Never judge a book by its cover


You know you’ve done it before. Came across someone or something and immediately based your opinion on them simply because of their looks. Heck, I’m sure I have probably even done it. Unfortunately for me, this is an issue I am faced with almost on a daily basis. People and other dogs will immediately think that just because I am small and petite, I am also weak and delicate and need to be held at all times. While picking me up and carrying me isn’t always bothersome (especially on hot days when we go on long walks), the assumption that I am weak definitely does. I mean come on–I can do 10 consecutive push-ups with a Cocker Spaniel sitting on my back. I can dominate 15 pull-ups with two cans of diet soda tied to my hind legs. I can leap tall buildings in a single bound (well that one may be somewhat of a stretch… but I can leap onto the couch without any help). Weak, I am not. Basically the point I’m trying to convey with you is, one should really never judge someone or something based on their outward appearance. By doing so, you could end up missing out on something awesome.

Now with that being said, I present to you my latest chicken creation which I cooked up for mi papa last night for dinner. I’m not going to lie. It doesn’t look pretty. But try to  follow my words of wisdom when you see the end result because it smells and tastes absolutely delicioso.
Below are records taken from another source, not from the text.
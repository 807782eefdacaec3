use axum::{
    http::{Method, StatusCode},
    response::{IntoResponse, Json},
    routing::{get, post},
    Extension, Router,
};
use hyper::Server;
use std::net::SocketAddr;
use std::sync::Arc;
use tower::ServiceBuilder;
use tower_http::cors::{Any, CorsLayer};
use tower_http::trace::TraceLayer;
use tracing::{info, warn};

use crate::domain::{BatchRequest, BatchResponse};
use crate::infra::OllamaClient;
use crate::pipeline::coordinator::PipelineCoordinator;

/// Handles shared by every request
#[derive(Clone)]
pub struct AppState {
    pub coordinator: Arc<PipelineCoordinator>,
    pub llm: Arc<OllamaClient>,
}

/// Health check endpoint
async fn health() -> impl IntoResponse {
    Json(serde_json::json!({
        "status": "ok",
        "service": "mdm_pipeline",
        "version": env!("CARGO_PKG_VERSION")
    }))
}

/// Reachability of the model server; 502 when it cannot be reached
async fn llm_ping(Extension(state): Extension<AppState>) -> impl IntoResponse {
    match state.llm.ping().await {
        Ok(tags) => (
            StatusCode::OK,
            Json(serde_json::json!({
                "ok": true,
                "models": tags.get("models").cloned().unwrap_or_default()
            })),
        ),
        Err(e) => {
            warn!("LLM ping failed: {}", e);
            (
                StatusCode::BAD_GATEWAY,
                Json(serde_json::json!({ "ok": false, "error": e.to_string() })),
            )
        }
    }
}

async fn process(
    Extension(state): Extension<AppState>,
    Json(request): Json<BatchRequest>,
) -> Json<BatchResponse> {
    Json(state.coordinator.process(request).await)
}

/// Create the HTTP router with all routes
pub fn create_server(state: AppState) -> Router {
    let cors = CorsLayer::new()
        .allow_origin(Any)
        .allow_methods([Method::GET, Method::POST])
        .allow_headers(Any);

    Router::new()
        .route("/health", get(health))
        .route("/llm/ping", get(llm_ping))
        .route("/mdm/process", post(process))
        .layer(Extension(state))
        .layer(ServiceBuilder::new().layer(TraceLayer::new_for_http()).layer(cors))
}

/// Start the HTTP server on `addr`
pub async fn start_server(state: AppState, addr: SocketAddr) -> Result<(), Box<dyn std::error::Error>> {
    let app = create_server(state);

    info!("🚀 HTTP server running on http://{addr}");
    info!("💚 Health check: http://{addr}/health");

    Server::bind(&addr).serve(app.into_make_service()).await?;

    Ok(())
}
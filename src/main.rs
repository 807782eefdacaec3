use clap::{Parser, Subcommand};
use std::path::PathBuf;
use tracing::{error, info};

use mdm_pipeline::bootstrap::{build_lookup_cache, build_services};
use mdm_pipeline::config::Settings;
use mdm_pipeline::domain::{BatchRequest, LookupKey};
use mdm_pipeline::observability;
use mdm_pipeline::server::{start_server, AppState};

#[derive(Parser)]
#[command(name = "mdm_pipeline")]
#[command(about = "Master-data cleaning pipeline with coalesced postal lookups")]
#[command(version)]
struct Cli {
    /// TOML settings file; environment variables still override it
    #[arg(long, global = true)]
    config: Option<PathBuf>,

    #[command(subcommand)]
    command: Commands,
}

#[derive(Subcommand)]
enum Commands {
    /// Run one batch file through the pipeline and print the response
    Process {
        /// JSON batch request
        #[arg(long)]
        input: PathBuf,
    },
    /// Resolve a single postal code through the lookup cache
    Lookup {
        code: String,
        /// Region hint, BR when absent
        #[arg(long)]
        country: Option<String>,
    },
    /// Check that the LLM server is reachable
    Ping,
    /// Serve the HTTP API
    Serve,
}

#[tokio::main]
async fn main() -> anyhow::Result<()> {
    dotenv::dotenv().ok();
    let cli = Cli::parse();

    let settings = Settings::load(cli.config.as_deref())?;
    observability::init_logging(Some(settings.log_level.as_str()));
    if let Err(e) = observability::init(settings.prometheus_addr()?) {
        error!("Metrics disabled: {}", e);
    }

    match cli.command {
        Commands::Process { input } => {
            let text = std::fs::read_to_string(&input)?;
            let request: BatchRequest = serde_json::from_str(&text)?;
            let services = build_services(&settings)?;
            let response = services.coordinator.process(request).await;
            println!("{}", serde_json::to_string_pretty(&response)?);
        }
        Commands::Lookup { code, country } => {
            let Some(key) = LookupKey::parse(&code, country.as_deref()) else {
                anyhow::bail!("'{}' does not contain enough digits to look up", code);
            };
            let cache = build_lookup_cache(&settings)?;
            let result = cache.resolve(&key).await;
            if result.is_empty() {
                println!("⚠️  No result for {}", key);
            } else {
                println!("{}", serde_json::to_string_pretty(&result)?);
            }
        }
        Commands::Ping => {
            let services = build_services(&settings)?;
            match services.llm.ping().await {
                Ok(tags) => println!("✅ LLM reachable: {}", tags),
                Err(e) => {
                    error!("LLM unreachable: {}", e);
                    anyhow::bail!("LLM unreachable: {}", e);
                }
            }
        }
        Commands::Serve => {
            let services = build_services(&settings)?;
            let addr = settings.bind_addr()?;
            info!("Serving on {}", addr);
            let state = AppState {
                coordinator: services.coordinator,
                llm: services.llm,
            };
            start_server(state, addr)
                .await
                .map_err(|e| anyhow::anyhow!("server failed: {}", e))?;
        }
    }
    Ok(())
}
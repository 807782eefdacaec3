use chrono::Utc;
use std::sync::Arc;
use std::time::Instant;
use tracing::{info, info_span, warn, Instrument};
use uuid::Uuid;

use super::executor::{IssueLog, StageExecutor};
use super::pipeline_config::{PipelinePlan, StageConfig};
use super::processing::{CompletenessGoldenPicker, LocalityEnricher, PassthroughHarmonizer, TokenSetDeduper};
use crate::app::ports::{AddressParser, Deduper, Enricher, GoldenPicker, Harmonizer, RecordNormalizer};
use crate::app::PostalEnrichUseCase;
use crate::common::constants::{
    CONFIDENCE_WITHOUT_GOLDEN, CONFIDENCE_WITH_GOLDEN, FIELD_ADDRESS, FIELD_EMAIL, FIELD_POSTAL_CODE,
};
use crate::domain::{AuditEntry, BatchRequest, BatchResponse, Issue, Record};
use crate::observability::metrics;

/// Independent executor bounds for each I/O-bound stage
#[derive(Debug, Clone, Copy, PartialEq, Eq)]
pub struct StageConcurrency {
    pub postal: usize,
    pub normalize: usize,
    pub address: usize,
}

impl StageConcurrency {
    /// Executor bound for an I/O-bound stage; batch-wide stages run once
    pub fn for_stage(&self, stage: StageConfig) -> usize {
        match stage {
            StageConfig::Postal => self.postal,
            StageConfig::Normalize => self.normalize,
            StageConfig::Address => self.address,
            _ => 1,
        }
    }
}

impl Default for StageConcurrency {
    fn default() -> Self {
        Self {
            postal: 8,
            normalize: 8,
            address: 8,
        }
    }
}

/// The computational collaborators, consumed as opaque functions over the resolved batch
pub struct Collaborators {
    pub deduper: Arc<dyn Deduper>,
    pub golden: Arc<dyn GoldenPicker>,
    pub harmonizer: Arc<dyn Harmonizer>,
    pub enricher: Arc<dyn Enricher>,
}

impl Default for Collaborators {
    fn default() -> Self {
        Self {
            deduper: Arc::new(TokenSetDeduper::default()),
            golden: Arc::new(CompletenessGoldenPicker),
            harmonizer: Arc::new(PassthroughHarmonizer),
            enricher: Arc::new(LocalityEnricher),
        }
    }
}

/// Runs one batch through the stages its operations call for
pub struct PipelineCoordinator {
    normalizer: Arc<dyn RecordNormalizer>,
    address_parser: Arc<dyn AddressParser>,
    postal: Option<PostalEnrichUseCase>,
    concurrency: StageConcurrency,
    collaborators: Collaborators,
}

impl PipelineCoordinator {
    pub fn new(normalizer: Arc<dyn RecordNormalizer>, address_parser: Arc<dyn AddressParser>) -> Self {
        Self {
            normalizer,
            address_parser,
            postal: None,
            concurrency: StageConcurrency::default(),
            collaborators: Collaborators::default(),
        }
    }

    /// Enable the postal stage, backed by the given lookups
    pub fn with_postal_lookup(mut self, postal: PostalEnrichUseCase) -> Self {
        self.postal = Some(postal);
        self
    }

    pub fn with_concurrency(mut self, concurrency: StageConcurrency) -> Self {
        self.concurrency = concurrency;
        self
    }

    pub fn with_collaborators(mut self, collaborators: Collaborators) -> Self {
        self.collaborators = collaborators;
        self
    }

    pub fn postal(&self) -> Option<&PostalEnrichUseCase> {
        self.postal.as_ref()
    }

    pub async fn process(&self, request: BatchRequest) -> BatchResponse {
        let batch_id = Uuid::new_v4();
        let span = info_span!("batch", %batch_id, domain = ?request.domain);
        self.process_batch(request).instrument(span).await
    }

    async fn process_batch(&self, request: BatchRequest) -> BatchResponse {
        let started = Instant::now();
        let plan = PipelinePlan::for_operations(&request.operations, self.postal.is_some());
        info!(
            "🚀 Processing {} records, operations={:?}, stages={:?}",
            request.records.len(),
            request.operations,
            plan.stage_names()
        );

        let issues = IssueLog::new();
        let executor = StageExecutor::new(issues.clone());
        let mut audit = Vec::new();
        let mut records = request.records;

        if let Err(e) = plan.validate() {
            warn!("⚠️ Rejecting batch: {}", e);
            issues.push(Issue::new("plan", None, e.to_string()));
            return BatchResponse {
                record_clean: records,
                issues: issues.snapshot(),
                confidence: CONFIDENCE_WITHOUT_GOLDEN,
                ..BatchResponse::default()
            };
        }

        for stage in plan.stages.iter().copied().filter(StageConfig::is_io_bound) {
            let stage_started = Instant::now();
            let bound = self.concurrency.for_stage(stage);
            records = match stage {
                StageConfig::Postal => {
                    let Some(postal) = self.postal.as_ref() else {
                        continue;
                    };
                    executor
                        .run(
                            stage.step_name(),
                            bound,
                            records,
                            move |record| async move { Ok::<_, anyhow::Error>(postal.enrich_record(record).await) },
                            |record| record,
                        )
                        .await
                }
                StageConfig::Normalize => {
                    let normalizer = self.normalizer.as_ref();
                    executor
                        .run(
                            stage.step_name(),
                            bound,
                            records,
                            move |record| async move { normalize_one(normalizer, record).await },
                            |record| record,
                        )
                        .await
                }
                StageConfig::Address => {
                    let parser = self.address_parser.as_ref();
                    executor
                        .run(
                            stage.step_name(),
                            bound,
                            records,
                            move |record| async move { parse_address_one(parser, record).await },
                            |record| record,
                        )
                        .await
                }
                _ => records,
            };
            audit.push(finish_stage(stage, records.len(), stage_started, started));
        }

        let collaborators = &self.collaborators;

        let stage_started = Instant::now();
        let matches = collaborators.deduper.candidates(&records);
        audit.push(finish_stage(StageConfig::Match, records.len(), stage_started, started));

        let golden = if plan.includes(StageConfig::Golden) {
            let stage_started = Instant::now();
            let golden = collaborators.golden.pick(&records);
            audit.push(finish_stage(StageConfig::Golden, records.len(), stage_started, started));
            golden
        } else {
            None
        };

        let harmonization = collaborators.harmonizer.harmonize(golden.as_ref());

        let enrichment = if plan.includes(StageConfig::Enrich) {
            let stage_started = Instant::now();
            let enrichment = collaborators.enricher.enrich(&records);
            audit.push(finish_stage(StageConfig::Enrich, records.len(), stage_started, started));
            enrichment
        } else {
            Vec::new()
        };

        let confidence = if golden.is_some() {
            CONFIDENCE_WITH_GOLDEN
        } else {
            CONFIDENCE_WITHOUT_GOLDEN
        };

        let issues = issues.snapshot();
        metrics::batch::processed(records.len(), issues.len());
        info!(
            "🎉 Batch done in {:.2}s: {} records, {} matches, {} issues",
            started.elapsed().as_secs_f64(),
            records.len(),
            matches.len(),
            issues.len()
        );

        BatchResponse {
            record_clean: records,
            golden_record: golden,
            matches,
            harmonization,
            enrichment,
            issues,
            audit_log: audit,
            confidence,
            ..BatchResponse::default()
        }
    }
}

async fn normalize_one(normalizer: &dyn RecordNormalizer, mut record: Record) -> anyhow::Result<Record> {
    if let Some(email) = record.get_str(FIELD_EMAIL).map(|e| e.trim().to_lowercase()) {
        record.set(FIELD_EMAIL, email);
    }
    let mut out = normalizer.normalize(&record).await?;
    // keep what the model is not responsible for
    if out.id.is_none() {
        out.id = record.id;
    }
    // a lookup-resolved address outranks whatever the model echoes back
    if let Some(mut resolved) = record.parsed {
        if let Some(echoed) = out.parsed.as_ref() {
            resolved.fill_missing_from(echoed);
        }
        out.parsed = Some(resolved);
    }
    Ok(out)
}

async fn parse_address_one(parser: &dyn AddressParser, mut record: Record) -> anyhow::Result<Record> {
    if record.get_str(FIELD_ADDRESS).is_none() && record.get_str(FIELD_POSTAL_CODE).is_none() {
        return Ok(record);
    }
    let guessed = parser.parse_address(&record).await?;
    match record.parsed.as_mut() {
        // lookup-resolved fields win; the model only fills gaps
        Some(resolved) => resolved.fill_missing_from(&guessed),
        None if !guessed.is_empty() => record.parsed = Some(guessed),
        None => {}
    }
    Ok(record)
}

fn finish_stage(stage: StageConfig, records: usize, stage_started: Instant, batch_started: Instant) -> AuditEntry {
    let elapsed = stage_started.elapsed();
    metrics::stage::duration(stage.step_name(), elapsed.as_secs_f64());
    info!(
        "✅ {} done in {:.2}s ({:.2}s into batch)",
        stage.step_name(),
        elapsed.as_secs_f64(),
        batch_started.elapsed().as_secs_f64()
    );
    AuditEntry {
        stage: stage.step_name().to_string(),
        records,
        elapsed_ms: elapsed.as_millis() as u64,
        finished_at: Utc::now(),
    }
}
Spicy Chicken Curry with Potatoes

4 skinless, boneless chicken breasts, cut into 1″ chunks

1 tbsp olive oil

1 large onion, diced

4 garlic cloves, finely minced

1 tbsp fresh ginger, grated

1 jalapeno pepper, seeded and sliced thin

1 tbsp curry powder

2 tsp turmeric

1/2 tsp ground cinnamon

1/4-1/2 tsp red pepper

2 medium Yukon Gold potatoes, peeled and cut into 1/2″ pieces

1/2 cup water

1/2 cup lite coconut milk

1 cup frozen or fresh peas

1/2 cup plain lowfat yogurt


1) Season chicken breasts with salt and pepper. Heat 1/2 tbsp oil in a large skillet or shallow Dutch oven over medium-high. Add chicken and cook until browned and cooked through, about 7 minutes. Transfer to plate and keep warm.

2) Add onion and remaining oil to skillet and cook over medium heat until softened, about 5 minutes.

3) Add jalapeno, garlic, ginger, and spices and cook until fragrant, about 1 minute.

4) Add potatoes, water and coconut milk to skillet and bring to a boil. Reduce heat to medium-low and simmer, covered, until potatoes are nearly tender, about 15 minutes.

5) Remove lid, add peas and cook until liquid is slightly thickened and potatoes are totally tender, about 5 minutes.

6) Add chicken and cook until heated through, about 2 minutes. Turn off heat, stir in yogurt and season with salt and pepper to taste.

7) Serve on top of a bed of rice, quinoa, millet or couscous.


And there you have it. A wonderfully tasty, albeit slightly unattractive chicken curry.

Now if you’ll excuse me, mi papa is ready to spot me while I do my daily pull-ups. I’m shooting for 16 today.